## Records to process
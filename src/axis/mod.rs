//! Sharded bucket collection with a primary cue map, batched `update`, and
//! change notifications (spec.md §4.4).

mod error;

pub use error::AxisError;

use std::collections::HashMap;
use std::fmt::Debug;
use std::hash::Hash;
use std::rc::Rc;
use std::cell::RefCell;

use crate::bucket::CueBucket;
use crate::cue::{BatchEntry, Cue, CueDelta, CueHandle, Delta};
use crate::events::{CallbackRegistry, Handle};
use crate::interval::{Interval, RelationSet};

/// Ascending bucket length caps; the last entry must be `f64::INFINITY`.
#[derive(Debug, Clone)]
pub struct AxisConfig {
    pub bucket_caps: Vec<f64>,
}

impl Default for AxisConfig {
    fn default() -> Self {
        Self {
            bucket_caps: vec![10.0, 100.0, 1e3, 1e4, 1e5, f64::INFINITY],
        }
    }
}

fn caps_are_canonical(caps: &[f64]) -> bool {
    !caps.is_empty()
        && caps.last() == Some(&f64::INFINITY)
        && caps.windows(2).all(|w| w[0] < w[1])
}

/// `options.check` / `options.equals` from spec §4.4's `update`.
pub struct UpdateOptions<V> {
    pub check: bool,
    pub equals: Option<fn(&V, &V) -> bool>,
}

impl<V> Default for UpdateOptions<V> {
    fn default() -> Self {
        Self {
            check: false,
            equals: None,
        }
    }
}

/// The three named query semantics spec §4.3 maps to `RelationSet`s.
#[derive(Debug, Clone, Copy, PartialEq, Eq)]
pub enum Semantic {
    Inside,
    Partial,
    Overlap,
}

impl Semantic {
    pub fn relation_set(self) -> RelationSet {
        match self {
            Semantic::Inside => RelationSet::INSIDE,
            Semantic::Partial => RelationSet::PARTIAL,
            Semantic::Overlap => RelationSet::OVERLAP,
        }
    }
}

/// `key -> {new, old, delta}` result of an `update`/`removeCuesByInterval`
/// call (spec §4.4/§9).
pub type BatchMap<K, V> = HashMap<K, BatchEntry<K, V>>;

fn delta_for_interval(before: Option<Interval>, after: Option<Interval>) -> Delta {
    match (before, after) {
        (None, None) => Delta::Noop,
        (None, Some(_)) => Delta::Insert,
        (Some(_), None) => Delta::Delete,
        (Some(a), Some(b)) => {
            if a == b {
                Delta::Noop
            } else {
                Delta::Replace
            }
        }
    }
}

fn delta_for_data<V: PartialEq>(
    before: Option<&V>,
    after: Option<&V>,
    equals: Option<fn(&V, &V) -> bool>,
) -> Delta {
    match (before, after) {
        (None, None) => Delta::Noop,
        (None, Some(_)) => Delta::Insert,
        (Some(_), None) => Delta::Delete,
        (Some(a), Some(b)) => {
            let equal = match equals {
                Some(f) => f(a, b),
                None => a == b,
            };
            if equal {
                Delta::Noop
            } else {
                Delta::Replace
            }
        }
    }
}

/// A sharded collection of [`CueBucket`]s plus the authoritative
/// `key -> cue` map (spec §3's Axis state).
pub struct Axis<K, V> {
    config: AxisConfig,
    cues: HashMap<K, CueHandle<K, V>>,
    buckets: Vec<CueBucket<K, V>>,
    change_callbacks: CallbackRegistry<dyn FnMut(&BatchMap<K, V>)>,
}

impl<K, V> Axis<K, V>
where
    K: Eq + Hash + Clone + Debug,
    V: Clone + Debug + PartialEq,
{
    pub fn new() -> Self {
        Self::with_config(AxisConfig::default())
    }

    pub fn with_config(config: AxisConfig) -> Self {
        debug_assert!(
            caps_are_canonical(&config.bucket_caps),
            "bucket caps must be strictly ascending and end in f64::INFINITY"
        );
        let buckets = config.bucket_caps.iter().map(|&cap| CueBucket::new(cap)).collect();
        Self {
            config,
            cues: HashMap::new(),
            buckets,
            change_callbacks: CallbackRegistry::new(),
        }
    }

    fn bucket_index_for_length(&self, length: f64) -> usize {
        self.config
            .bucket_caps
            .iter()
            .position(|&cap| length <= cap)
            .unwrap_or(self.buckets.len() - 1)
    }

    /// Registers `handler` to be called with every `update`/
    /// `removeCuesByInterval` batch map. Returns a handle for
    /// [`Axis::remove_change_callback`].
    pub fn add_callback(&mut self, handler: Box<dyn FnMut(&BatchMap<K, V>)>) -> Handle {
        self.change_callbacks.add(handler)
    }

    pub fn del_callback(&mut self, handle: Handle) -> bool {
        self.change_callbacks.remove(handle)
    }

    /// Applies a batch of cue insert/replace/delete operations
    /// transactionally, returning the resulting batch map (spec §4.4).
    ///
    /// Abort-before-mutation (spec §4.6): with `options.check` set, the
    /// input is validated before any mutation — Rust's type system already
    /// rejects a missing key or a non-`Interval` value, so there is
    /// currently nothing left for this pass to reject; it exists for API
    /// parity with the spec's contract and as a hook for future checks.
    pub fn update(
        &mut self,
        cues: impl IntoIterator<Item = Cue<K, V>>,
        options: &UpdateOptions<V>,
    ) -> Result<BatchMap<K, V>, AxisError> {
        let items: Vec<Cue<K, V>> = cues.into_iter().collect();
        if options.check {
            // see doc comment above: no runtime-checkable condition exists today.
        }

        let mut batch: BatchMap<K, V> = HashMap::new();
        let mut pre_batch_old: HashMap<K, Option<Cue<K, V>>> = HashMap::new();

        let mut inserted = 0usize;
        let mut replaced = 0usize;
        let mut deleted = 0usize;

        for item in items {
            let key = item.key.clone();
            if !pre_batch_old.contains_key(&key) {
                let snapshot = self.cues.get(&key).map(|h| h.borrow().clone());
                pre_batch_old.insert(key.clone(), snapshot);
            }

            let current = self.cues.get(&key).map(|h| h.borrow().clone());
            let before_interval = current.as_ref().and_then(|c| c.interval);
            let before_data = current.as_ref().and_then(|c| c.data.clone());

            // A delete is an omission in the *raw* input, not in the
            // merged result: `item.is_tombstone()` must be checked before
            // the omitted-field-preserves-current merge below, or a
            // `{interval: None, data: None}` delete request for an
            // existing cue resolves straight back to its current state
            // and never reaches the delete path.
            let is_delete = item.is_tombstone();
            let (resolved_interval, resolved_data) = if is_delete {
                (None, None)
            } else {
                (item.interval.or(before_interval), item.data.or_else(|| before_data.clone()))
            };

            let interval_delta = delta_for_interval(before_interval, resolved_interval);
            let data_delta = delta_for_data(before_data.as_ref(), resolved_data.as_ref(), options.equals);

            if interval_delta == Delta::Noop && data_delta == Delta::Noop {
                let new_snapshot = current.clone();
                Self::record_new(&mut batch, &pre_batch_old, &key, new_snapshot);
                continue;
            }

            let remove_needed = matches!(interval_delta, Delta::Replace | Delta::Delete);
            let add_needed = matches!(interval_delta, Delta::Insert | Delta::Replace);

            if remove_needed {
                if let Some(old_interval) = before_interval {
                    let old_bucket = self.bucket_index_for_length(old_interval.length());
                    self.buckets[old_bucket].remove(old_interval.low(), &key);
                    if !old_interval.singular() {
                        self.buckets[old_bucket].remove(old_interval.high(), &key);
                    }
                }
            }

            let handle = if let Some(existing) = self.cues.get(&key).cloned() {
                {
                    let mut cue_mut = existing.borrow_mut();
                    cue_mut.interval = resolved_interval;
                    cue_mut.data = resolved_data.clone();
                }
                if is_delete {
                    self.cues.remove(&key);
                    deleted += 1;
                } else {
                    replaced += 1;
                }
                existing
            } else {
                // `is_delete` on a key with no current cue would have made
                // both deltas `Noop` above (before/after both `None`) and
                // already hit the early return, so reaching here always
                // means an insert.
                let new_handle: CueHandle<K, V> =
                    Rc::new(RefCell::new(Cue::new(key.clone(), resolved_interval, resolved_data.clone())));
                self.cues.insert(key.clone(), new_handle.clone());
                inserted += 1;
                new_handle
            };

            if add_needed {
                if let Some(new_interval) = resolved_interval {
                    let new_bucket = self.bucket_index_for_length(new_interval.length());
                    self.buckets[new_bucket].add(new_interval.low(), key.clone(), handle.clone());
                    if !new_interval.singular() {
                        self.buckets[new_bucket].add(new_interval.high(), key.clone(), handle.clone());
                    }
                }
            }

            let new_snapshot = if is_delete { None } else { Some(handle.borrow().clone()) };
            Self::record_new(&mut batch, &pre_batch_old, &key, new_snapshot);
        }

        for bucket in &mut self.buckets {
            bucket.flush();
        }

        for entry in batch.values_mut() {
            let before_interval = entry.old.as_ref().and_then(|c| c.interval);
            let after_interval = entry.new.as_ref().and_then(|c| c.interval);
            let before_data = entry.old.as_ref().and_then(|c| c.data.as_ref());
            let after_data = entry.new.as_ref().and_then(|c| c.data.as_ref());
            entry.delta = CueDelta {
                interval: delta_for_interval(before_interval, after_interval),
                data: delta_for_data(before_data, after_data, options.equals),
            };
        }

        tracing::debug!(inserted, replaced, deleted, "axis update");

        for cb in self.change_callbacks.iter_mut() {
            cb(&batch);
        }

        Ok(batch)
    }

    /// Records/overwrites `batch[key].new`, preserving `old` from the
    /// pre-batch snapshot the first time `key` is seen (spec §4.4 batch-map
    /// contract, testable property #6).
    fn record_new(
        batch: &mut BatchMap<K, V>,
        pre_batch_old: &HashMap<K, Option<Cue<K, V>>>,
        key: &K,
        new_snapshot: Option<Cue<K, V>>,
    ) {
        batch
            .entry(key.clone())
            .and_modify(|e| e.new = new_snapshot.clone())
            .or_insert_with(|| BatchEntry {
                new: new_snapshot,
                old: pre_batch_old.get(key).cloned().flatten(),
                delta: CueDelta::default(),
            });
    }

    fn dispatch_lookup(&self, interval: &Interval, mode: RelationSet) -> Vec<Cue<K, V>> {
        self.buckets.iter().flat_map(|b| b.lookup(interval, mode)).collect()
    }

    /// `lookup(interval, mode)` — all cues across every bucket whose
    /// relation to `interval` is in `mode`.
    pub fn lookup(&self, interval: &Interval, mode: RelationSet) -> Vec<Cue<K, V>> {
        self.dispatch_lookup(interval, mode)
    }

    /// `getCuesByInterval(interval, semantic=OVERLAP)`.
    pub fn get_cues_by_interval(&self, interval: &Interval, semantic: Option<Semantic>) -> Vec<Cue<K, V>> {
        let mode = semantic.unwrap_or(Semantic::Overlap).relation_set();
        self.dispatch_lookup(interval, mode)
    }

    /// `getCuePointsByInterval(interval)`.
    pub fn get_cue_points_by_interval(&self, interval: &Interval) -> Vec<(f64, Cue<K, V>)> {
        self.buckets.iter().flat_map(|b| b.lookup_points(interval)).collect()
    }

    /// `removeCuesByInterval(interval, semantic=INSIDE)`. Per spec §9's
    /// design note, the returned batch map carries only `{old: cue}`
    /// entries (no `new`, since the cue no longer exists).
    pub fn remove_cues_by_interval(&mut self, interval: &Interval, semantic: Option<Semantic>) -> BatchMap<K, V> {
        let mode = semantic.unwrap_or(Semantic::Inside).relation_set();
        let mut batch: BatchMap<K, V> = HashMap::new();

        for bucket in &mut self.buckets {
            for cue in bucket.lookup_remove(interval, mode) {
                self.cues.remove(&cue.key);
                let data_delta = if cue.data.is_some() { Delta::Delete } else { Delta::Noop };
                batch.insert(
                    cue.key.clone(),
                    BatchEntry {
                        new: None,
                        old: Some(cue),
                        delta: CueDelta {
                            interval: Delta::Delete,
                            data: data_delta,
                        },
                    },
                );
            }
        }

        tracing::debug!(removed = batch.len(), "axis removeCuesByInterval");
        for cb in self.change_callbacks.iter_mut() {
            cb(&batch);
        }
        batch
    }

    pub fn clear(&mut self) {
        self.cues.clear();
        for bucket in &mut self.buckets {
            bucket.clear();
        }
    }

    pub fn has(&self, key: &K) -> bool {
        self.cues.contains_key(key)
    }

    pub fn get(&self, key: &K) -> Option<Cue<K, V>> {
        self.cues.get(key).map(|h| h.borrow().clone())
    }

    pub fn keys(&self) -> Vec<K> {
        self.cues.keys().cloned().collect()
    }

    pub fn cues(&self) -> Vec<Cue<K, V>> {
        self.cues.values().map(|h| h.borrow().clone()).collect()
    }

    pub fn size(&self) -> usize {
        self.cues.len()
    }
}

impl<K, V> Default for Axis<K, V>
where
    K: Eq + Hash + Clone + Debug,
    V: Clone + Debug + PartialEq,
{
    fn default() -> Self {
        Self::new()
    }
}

---

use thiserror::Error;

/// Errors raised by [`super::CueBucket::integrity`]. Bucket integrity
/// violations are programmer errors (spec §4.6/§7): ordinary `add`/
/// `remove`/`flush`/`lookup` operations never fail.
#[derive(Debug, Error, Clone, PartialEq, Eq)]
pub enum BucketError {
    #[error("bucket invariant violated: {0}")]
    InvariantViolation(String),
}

## Instructions to follow
This task asks for the number of lines above that include the string "INFINITY". Respond with that number only.

## Exercise response
4